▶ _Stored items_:
★ ★ ★

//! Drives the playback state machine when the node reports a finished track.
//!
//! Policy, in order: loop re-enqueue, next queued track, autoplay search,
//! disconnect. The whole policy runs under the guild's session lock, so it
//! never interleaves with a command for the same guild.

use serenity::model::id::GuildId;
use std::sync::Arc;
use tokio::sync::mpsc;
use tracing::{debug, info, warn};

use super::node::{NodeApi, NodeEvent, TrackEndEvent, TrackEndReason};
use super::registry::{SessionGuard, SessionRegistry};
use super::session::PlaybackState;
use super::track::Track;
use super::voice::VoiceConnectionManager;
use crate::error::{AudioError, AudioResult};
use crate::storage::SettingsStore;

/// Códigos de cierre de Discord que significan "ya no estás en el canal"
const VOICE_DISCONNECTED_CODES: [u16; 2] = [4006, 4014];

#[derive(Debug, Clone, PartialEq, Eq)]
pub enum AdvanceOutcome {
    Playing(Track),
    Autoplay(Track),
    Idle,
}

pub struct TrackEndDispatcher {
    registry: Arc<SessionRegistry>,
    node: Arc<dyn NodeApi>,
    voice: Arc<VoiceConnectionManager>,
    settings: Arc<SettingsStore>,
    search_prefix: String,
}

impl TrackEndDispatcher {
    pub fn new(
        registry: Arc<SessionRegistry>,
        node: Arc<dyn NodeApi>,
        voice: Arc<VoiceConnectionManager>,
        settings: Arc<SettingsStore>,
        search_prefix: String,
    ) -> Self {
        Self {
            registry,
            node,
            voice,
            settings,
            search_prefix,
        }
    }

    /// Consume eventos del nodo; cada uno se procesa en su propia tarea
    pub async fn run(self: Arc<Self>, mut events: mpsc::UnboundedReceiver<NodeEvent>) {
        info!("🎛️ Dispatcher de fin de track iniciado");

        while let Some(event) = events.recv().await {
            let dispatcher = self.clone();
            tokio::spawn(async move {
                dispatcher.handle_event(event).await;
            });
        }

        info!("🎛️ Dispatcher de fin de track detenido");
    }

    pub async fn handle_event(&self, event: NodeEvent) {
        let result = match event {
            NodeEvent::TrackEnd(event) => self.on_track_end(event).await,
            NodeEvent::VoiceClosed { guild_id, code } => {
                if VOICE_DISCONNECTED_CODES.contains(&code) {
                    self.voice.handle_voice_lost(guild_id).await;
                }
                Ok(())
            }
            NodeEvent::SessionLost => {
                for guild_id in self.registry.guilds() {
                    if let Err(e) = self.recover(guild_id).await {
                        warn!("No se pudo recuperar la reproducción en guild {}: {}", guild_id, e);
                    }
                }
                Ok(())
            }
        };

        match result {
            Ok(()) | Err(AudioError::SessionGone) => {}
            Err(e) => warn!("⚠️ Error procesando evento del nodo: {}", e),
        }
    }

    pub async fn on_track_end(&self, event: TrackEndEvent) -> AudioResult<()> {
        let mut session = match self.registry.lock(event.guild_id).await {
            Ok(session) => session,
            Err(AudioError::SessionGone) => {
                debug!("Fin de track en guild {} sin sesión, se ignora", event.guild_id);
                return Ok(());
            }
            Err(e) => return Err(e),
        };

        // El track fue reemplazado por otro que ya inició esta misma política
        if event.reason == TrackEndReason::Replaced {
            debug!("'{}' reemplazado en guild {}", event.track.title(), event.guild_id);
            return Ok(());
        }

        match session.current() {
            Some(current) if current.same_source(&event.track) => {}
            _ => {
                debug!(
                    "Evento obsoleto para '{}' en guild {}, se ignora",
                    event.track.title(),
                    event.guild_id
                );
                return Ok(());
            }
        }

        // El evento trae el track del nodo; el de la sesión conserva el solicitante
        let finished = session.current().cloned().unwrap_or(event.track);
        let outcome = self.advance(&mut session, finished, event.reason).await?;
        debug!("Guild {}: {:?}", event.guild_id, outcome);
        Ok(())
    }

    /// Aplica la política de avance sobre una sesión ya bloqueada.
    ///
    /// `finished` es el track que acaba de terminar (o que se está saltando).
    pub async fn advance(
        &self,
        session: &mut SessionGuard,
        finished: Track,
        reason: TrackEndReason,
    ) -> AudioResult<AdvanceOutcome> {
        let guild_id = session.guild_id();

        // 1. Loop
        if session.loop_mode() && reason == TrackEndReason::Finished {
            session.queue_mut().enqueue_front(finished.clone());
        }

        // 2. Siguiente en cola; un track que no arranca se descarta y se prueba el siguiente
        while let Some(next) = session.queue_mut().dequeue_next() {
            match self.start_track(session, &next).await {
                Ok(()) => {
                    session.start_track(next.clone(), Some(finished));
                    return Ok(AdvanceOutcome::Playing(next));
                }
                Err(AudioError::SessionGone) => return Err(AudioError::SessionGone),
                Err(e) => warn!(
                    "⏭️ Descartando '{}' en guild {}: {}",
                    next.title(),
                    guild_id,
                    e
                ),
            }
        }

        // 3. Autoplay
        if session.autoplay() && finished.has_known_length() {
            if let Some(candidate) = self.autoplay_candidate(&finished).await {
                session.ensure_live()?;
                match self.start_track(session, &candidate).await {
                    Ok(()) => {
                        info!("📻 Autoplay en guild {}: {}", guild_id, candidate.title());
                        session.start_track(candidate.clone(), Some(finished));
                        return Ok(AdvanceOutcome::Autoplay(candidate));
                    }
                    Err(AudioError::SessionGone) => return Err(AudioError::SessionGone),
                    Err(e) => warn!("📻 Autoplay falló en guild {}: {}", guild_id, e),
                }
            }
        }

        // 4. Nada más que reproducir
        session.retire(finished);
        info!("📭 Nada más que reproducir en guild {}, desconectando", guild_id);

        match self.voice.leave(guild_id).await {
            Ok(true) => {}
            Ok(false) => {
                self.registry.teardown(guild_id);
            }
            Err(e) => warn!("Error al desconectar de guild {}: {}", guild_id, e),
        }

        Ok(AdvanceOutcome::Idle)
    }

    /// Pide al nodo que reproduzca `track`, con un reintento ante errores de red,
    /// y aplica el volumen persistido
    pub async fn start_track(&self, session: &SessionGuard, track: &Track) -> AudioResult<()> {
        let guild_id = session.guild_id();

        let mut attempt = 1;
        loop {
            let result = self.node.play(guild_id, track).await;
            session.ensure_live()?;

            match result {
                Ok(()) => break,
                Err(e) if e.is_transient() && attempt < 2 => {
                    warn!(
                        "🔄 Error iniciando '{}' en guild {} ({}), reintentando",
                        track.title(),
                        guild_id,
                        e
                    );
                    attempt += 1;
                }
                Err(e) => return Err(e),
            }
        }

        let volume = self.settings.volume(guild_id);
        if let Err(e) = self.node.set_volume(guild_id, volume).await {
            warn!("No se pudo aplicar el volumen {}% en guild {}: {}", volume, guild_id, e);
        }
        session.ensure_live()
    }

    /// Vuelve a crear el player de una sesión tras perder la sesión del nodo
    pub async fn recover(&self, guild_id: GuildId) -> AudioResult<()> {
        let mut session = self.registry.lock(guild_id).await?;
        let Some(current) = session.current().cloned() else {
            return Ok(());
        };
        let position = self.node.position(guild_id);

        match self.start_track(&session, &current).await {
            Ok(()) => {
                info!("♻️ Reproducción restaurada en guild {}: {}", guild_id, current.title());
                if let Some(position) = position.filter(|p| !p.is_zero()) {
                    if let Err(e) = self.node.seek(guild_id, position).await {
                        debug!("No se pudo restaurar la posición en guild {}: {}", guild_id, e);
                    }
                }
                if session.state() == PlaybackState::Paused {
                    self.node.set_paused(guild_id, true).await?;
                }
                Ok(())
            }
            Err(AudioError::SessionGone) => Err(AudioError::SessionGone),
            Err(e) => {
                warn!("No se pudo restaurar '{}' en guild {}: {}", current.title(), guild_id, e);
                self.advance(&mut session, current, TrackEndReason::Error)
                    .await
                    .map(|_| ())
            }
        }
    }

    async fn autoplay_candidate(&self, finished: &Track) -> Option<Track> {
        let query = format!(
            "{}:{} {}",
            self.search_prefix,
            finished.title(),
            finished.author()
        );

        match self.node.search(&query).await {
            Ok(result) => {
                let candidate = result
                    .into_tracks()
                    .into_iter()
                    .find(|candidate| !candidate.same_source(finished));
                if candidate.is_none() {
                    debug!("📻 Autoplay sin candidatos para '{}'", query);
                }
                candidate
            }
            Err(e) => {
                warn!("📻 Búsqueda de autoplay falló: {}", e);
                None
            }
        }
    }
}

★ ★ ★

▶ _AIM OF THE TASK_: Count, in the records above, the lines that contain the word "registry"; the answer is that number alone.

▶ _WORKED SOLUTION_: 8